DATASET RECORDS ->
»»
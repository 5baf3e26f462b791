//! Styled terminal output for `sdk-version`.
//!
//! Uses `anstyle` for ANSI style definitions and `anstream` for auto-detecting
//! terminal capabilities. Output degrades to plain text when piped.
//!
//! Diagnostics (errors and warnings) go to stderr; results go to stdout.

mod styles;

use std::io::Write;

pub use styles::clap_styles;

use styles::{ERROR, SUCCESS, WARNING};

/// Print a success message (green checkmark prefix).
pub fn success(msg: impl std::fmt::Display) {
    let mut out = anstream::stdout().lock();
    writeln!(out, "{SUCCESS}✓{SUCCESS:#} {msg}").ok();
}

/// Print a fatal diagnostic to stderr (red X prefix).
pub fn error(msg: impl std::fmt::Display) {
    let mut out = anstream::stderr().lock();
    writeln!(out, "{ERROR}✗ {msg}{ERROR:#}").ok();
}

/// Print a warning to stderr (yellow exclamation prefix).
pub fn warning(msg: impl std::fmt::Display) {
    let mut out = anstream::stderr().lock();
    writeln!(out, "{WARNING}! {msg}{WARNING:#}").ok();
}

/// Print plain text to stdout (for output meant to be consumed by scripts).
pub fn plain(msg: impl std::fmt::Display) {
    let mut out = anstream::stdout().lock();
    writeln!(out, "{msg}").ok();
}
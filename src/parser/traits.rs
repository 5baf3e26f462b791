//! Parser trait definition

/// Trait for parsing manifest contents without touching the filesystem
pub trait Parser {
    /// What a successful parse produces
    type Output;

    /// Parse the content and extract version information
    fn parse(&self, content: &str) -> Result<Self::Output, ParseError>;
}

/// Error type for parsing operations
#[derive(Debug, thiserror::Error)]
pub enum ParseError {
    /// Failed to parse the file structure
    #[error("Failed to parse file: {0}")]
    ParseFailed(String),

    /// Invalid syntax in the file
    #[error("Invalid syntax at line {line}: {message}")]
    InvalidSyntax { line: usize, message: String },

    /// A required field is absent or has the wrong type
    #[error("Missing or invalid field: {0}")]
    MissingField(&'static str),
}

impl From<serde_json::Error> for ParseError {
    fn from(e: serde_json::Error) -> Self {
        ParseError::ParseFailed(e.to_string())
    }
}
««
YOUR GOAL -> All lines from the one with "touching the filesystem" through the end of the data must be repeated exactly, and nothing else may be repeated.

EXERCISE OUTPUT ->
/// Trait for parsing manifest contents without touching the filesystem
pub trait Parser {
    /// What a successful parse produces
    type Output;

    /// Parse the content and extract version information
    fn parse(&self, content: &str) -> Result<Self::Output, ParseError>;
}

/// Error type for parsing operations
#[derive(Debug, thiserror::Error)]
pub enum ParseError {
    /// Failed to parse the file structure
    #[error("Failed to parse file: {0}")]
    ParseFailed(String),

    /// Invalid syntax in the file
    #[error("Invalid syntax at line {line}: {message}")]
    InvalidSyntax { line: usize, message: String },

    /// A required field is absent or has the wrong type
    #[error("Missing or invalid field: {0}")]
    MissingField(&'static str),
}

impl From<serde_json::Error> for ParseError {
    fn from(e: serde_json::Error) -> Self {
        ParseError::ParseFailed(e.to_string())
    }
}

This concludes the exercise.